> [Prompt] I need the lines below from the one with "disables the deadline." down to the one with "let config = load(&[]).unwrap();" reproduced exactly, both ends included, and nothing else.
____
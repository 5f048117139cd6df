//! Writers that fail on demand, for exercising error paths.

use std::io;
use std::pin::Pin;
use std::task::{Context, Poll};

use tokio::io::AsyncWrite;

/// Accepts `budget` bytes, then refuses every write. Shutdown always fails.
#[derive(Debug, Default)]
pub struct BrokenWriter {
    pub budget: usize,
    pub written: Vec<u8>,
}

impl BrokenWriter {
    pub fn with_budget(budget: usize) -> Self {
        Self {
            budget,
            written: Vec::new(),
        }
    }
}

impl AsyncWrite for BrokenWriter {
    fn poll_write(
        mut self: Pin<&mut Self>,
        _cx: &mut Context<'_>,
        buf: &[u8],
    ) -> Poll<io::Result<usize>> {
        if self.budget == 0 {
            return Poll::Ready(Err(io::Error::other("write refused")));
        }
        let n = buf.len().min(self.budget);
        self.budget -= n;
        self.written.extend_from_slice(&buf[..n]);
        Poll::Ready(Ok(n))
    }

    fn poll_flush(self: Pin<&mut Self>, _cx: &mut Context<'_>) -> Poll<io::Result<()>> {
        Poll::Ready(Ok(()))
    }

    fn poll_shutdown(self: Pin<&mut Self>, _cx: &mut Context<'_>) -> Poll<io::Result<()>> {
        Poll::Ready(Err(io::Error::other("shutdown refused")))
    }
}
____
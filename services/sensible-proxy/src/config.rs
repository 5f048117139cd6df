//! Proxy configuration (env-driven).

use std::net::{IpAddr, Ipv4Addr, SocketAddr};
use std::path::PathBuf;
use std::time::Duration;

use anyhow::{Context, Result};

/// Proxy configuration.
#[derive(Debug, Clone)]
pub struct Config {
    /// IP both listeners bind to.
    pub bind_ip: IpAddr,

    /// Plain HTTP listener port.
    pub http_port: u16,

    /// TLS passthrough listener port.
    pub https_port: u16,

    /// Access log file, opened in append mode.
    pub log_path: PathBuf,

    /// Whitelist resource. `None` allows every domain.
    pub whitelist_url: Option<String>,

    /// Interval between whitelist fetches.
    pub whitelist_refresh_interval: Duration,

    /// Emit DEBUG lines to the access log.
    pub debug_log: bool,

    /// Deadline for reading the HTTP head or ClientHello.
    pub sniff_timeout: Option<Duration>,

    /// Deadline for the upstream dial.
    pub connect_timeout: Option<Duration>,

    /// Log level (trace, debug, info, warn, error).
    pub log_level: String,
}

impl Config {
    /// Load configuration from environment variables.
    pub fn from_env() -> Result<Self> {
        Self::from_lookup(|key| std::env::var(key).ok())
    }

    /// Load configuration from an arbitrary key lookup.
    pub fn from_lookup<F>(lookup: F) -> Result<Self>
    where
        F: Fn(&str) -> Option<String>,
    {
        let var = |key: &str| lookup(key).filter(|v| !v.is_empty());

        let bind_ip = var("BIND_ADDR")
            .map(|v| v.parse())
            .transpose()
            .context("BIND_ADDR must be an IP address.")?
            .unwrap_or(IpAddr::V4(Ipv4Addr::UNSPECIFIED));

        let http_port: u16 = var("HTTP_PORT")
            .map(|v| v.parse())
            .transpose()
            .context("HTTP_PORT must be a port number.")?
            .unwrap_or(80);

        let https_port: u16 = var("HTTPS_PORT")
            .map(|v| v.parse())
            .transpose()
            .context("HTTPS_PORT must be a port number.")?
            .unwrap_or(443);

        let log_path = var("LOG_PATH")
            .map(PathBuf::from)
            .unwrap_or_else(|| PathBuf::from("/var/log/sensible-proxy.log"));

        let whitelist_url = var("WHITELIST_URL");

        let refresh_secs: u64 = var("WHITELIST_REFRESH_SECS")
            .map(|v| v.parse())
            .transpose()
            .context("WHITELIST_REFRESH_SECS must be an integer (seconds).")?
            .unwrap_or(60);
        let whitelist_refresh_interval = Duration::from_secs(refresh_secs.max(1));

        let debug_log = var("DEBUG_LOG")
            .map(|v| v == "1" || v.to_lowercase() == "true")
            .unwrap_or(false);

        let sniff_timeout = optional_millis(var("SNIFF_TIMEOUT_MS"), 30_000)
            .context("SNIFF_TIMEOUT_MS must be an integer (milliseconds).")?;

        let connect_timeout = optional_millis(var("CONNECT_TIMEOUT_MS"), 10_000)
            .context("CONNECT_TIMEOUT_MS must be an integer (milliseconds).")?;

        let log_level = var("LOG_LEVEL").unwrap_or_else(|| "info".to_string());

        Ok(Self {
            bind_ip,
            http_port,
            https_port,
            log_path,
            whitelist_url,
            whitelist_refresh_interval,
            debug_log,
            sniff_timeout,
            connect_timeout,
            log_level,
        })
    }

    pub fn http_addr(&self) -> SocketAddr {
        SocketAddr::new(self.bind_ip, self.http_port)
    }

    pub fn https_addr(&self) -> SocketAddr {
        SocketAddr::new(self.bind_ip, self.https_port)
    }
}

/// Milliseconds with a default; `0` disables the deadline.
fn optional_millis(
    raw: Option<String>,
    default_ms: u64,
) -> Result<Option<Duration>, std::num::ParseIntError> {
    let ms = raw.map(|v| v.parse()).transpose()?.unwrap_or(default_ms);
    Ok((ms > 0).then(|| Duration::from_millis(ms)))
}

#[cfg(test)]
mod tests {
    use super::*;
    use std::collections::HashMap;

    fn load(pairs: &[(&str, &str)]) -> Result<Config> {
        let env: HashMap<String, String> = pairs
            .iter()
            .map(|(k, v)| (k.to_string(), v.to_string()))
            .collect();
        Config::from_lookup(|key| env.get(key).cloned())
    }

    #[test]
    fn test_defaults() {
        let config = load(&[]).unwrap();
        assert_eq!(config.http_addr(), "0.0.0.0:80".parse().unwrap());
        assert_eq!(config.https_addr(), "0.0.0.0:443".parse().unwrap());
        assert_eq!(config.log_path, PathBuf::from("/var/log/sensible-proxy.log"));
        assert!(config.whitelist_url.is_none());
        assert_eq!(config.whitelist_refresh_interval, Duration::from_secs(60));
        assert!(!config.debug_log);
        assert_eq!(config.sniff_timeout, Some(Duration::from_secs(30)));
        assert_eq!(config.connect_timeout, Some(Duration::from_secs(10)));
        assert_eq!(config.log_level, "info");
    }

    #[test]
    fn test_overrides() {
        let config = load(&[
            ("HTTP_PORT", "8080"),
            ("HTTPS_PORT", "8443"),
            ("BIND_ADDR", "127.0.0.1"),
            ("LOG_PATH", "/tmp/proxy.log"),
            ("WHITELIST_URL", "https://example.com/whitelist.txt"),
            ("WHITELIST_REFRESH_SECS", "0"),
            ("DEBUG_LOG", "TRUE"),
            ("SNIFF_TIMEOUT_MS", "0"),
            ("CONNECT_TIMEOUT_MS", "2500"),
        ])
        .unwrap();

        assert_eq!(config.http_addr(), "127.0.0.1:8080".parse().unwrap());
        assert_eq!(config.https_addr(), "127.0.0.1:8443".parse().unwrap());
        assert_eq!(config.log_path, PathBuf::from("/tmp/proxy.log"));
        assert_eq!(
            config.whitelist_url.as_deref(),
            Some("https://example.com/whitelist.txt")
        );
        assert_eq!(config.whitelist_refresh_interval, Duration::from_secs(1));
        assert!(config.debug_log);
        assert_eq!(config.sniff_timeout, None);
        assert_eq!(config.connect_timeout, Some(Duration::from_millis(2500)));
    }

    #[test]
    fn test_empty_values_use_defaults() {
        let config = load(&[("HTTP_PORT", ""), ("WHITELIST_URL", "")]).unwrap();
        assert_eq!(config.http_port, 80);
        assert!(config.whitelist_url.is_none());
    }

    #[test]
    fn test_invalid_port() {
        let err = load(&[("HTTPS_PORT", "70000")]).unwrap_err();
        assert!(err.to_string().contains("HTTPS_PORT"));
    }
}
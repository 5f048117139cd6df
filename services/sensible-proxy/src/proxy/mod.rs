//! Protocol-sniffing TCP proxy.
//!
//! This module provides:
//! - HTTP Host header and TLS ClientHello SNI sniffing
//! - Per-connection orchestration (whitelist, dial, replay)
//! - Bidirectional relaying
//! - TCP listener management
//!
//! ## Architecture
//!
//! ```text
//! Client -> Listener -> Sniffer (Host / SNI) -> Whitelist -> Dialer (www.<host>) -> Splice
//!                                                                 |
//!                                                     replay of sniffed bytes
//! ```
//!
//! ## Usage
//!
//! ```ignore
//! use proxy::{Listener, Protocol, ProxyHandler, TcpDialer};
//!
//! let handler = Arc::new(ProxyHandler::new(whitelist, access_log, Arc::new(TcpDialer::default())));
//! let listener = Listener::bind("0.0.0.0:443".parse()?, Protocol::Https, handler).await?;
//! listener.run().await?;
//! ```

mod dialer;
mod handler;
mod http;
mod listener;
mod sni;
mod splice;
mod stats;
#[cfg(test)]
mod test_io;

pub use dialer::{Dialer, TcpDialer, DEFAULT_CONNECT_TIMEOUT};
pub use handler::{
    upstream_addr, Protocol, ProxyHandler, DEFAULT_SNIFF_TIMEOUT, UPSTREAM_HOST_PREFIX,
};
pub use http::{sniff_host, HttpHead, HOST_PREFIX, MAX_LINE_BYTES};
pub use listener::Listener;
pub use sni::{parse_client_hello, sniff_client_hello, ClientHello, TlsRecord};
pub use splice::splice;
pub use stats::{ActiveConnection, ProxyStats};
____
> [Finished exercise]
/// Milliseconds with a default; `0` disables the deadline.
fn optional_millis(
    raw: Option<String>,
    default_ms: u64,
) -> Result<Option<Duration>, std::num::ParseIntError> {
    let ms = raw.map(|v| v.parse()).transpose()?.unwrap_or(default_ms);
    Ok((ms > 0).then(|| Duration::from_millis(ms)))
}

#[cfg(test)]
mod tests {
    use super::*;
    use std::collections::HashMap;

    fn load(pairs: &[(&str, &str)]) -> Result<Config> {
        let env: HashMap<String, String> = pairs
            .iter()
            .map(|(k, v)| (k.to_string(), v.to_string()))
            .collect();
        Config::from_lookup(|key| env.get(key).cloned())
    }

    #[test]
    fn test_defaults() {
        let config = load(&[]).unwrap();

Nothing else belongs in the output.